YOUR ASSIGNMENT |
In the data below, find each line containing the string "SIGTERM" and return it.

################

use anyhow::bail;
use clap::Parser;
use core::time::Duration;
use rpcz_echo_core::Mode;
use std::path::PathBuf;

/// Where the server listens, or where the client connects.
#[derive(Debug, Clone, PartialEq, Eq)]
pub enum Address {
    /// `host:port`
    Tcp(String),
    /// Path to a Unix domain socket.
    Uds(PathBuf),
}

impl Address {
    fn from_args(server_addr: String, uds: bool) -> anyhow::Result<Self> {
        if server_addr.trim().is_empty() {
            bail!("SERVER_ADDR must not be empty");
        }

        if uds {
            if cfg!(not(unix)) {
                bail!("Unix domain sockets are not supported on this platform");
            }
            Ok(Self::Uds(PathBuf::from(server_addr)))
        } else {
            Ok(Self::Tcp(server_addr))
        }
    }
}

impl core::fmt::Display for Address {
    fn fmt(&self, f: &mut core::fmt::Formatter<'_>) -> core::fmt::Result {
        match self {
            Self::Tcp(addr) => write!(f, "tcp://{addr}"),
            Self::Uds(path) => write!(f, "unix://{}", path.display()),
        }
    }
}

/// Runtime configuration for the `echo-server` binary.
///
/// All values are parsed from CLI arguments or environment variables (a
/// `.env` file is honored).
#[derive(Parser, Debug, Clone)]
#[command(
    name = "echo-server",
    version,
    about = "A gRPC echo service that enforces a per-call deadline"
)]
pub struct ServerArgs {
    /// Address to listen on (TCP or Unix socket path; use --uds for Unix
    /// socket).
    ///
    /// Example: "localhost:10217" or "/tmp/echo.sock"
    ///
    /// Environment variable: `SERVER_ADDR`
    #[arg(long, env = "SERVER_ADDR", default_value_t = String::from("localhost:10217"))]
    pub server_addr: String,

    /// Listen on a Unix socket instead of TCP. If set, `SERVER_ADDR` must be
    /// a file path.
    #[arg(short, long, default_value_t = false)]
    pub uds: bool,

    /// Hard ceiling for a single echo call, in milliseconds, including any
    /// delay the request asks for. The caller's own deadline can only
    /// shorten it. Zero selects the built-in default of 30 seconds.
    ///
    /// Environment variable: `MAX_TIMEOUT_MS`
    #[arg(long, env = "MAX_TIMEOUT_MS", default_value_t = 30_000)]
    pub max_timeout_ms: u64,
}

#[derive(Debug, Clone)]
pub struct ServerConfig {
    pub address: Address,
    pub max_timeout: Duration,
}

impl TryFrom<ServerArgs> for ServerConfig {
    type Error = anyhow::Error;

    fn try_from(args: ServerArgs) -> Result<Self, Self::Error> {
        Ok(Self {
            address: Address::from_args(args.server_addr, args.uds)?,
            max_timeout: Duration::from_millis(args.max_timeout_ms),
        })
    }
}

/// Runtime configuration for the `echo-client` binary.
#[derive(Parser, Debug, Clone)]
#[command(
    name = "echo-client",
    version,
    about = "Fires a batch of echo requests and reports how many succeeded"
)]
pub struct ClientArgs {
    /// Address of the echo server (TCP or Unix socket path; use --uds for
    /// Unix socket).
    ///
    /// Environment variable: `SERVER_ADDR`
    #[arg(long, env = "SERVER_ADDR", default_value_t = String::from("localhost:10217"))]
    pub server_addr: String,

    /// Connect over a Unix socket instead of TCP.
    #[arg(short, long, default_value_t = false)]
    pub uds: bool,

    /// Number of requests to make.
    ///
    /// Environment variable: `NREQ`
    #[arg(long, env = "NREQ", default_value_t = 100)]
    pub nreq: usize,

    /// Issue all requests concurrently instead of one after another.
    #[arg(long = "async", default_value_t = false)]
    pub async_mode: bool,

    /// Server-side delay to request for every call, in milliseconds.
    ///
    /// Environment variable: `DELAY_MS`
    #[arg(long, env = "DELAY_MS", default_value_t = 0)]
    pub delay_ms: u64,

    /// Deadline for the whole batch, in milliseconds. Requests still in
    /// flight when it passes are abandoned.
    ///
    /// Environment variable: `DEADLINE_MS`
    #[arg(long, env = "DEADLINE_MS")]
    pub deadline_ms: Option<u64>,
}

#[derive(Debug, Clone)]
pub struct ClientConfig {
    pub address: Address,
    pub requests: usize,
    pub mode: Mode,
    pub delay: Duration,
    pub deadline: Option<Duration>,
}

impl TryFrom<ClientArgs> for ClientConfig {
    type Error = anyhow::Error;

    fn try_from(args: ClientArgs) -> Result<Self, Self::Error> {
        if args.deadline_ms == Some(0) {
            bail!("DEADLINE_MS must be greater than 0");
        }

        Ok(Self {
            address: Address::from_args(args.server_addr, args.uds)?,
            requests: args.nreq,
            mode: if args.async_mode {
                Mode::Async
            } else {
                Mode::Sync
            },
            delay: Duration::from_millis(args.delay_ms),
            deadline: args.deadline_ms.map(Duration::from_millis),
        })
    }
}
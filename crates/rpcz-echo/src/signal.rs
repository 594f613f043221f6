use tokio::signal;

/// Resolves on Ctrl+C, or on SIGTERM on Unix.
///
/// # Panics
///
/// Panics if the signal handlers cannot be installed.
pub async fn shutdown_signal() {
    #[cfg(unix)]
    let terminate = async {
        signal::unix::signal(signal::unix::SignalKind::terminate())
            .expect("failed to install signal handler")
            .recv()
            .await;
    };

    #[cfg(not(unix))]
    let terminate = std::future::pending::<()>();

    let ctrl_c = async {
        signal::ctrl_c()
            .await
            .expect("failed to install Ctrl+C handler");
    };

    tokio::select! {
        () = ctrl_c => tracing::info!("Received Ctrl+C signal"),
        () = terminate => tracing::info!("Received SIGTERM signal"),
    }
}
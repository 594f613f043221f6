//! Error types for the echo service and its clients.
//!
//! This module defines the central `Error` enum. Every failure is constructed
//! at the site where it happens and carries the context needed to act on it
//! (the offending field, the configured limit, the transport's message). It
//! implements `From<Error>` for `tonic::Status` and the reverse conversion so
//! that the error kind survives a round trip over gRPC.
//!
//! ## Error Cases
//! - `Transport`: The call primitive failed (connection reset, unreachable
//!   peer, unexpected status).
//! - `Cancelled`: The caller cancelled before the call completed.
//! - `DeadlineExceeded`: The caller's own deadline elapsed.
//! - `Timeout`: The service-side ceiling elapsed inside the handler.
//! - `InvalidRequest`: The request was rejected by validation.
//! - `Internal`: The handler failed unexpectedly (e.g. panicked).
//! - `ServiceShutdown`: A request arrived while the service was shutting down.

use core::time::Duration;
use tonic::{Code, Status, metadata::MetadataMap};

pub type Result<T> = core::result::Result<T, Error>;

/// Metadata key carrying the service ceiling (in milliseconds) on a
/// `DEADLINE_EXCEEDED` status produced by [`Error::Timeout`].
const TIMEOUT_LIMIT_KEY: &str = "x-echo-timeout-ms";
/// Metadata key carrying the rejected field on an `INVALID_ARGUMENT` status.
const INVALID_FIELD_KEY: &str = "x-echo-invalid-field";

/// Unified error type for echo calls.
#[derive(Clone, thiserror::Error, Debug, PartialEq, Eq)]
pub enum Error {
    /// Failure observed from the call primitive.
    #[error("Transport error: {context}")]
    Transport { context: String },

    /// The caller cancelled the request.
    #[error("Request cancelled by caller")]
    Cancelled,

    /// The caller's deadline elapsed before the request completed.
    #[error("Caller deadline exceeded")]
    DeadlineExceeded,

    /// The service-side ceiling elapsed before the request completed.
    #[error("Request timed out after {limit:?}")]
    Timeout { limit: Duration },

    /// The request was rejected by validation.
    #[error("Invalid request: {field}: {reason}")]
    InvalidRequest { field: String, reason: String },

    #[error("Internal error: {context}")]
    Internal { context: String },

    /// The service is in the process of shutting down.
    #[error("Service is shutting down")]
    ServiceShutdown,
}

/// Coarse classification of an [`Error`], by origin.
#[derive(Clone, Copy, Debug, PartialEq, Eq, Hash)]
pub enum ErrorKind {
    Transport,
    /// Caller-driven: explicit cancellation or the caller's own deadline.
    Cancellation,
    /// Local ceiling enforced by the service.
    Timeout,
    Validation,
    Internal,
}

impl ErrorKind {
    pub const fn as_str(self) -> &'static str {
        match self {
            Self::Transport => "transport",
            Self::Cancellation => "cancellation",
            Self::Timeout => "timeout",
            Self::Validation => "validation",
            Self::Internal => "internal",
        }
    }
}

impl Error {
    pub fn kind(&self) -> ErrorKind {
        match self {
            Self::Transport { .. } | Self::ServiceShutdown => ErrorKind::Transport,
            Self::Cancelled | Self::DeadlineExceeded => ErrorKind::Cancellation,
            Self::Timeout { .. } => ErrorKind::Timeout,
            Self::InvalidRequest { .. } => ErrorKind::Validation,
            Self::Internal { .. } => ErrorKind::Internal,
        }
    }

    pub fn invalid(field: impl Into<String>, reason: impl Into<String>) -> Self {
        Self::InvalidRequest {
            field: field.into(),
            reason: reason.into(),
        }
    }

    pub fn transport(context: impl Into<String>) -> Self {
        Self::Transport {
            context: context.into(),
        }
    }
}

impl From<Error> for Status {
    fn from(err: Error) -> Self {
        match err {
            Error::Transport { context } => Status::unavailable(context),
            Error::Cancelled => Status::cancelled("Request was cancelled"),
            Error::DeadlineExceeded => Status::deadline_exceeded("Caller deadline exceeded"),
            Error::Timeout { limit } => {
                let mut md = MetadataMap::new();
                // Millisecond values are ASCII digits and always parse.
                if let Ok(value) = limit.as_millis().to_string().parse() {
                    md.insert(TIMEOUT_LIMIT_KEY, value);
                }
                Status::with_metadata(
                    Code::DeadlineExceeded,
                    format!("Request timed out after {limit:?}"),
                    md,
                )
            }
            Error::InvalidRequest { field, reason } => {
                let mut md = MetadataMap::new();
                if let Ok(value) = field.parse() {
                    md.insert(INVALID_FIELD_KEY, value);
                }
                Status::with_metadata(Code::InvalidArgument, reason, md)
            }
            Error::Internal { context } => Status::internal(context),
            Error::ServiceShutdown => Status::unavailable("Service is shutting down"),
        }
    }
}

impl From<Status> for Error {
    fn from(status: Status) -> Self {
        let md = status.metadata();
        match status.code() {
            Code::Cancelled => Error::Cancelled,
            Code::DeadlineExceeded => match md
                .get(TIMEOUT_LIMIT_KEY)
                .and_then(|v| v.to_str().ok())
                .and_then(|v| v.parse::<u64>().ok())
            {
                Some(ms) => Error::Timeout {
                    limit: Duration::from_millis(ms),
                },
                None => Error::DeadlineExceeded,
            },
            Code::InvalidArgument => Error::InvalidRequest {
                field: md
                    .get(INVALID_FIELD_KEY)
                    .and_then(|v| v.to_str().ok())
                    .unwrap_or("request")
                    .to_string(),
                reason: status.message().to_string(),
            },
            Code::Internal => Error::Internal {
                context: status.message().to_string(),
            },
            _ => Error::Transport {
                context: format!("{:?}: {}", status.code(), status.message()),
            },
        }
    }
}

################

RESPONSE BELOW |
/// Resolves on Ctrl+C, or on SIGTERM on Unix.
        () = terminate => tracing::info!("Received SIGTERM signal"),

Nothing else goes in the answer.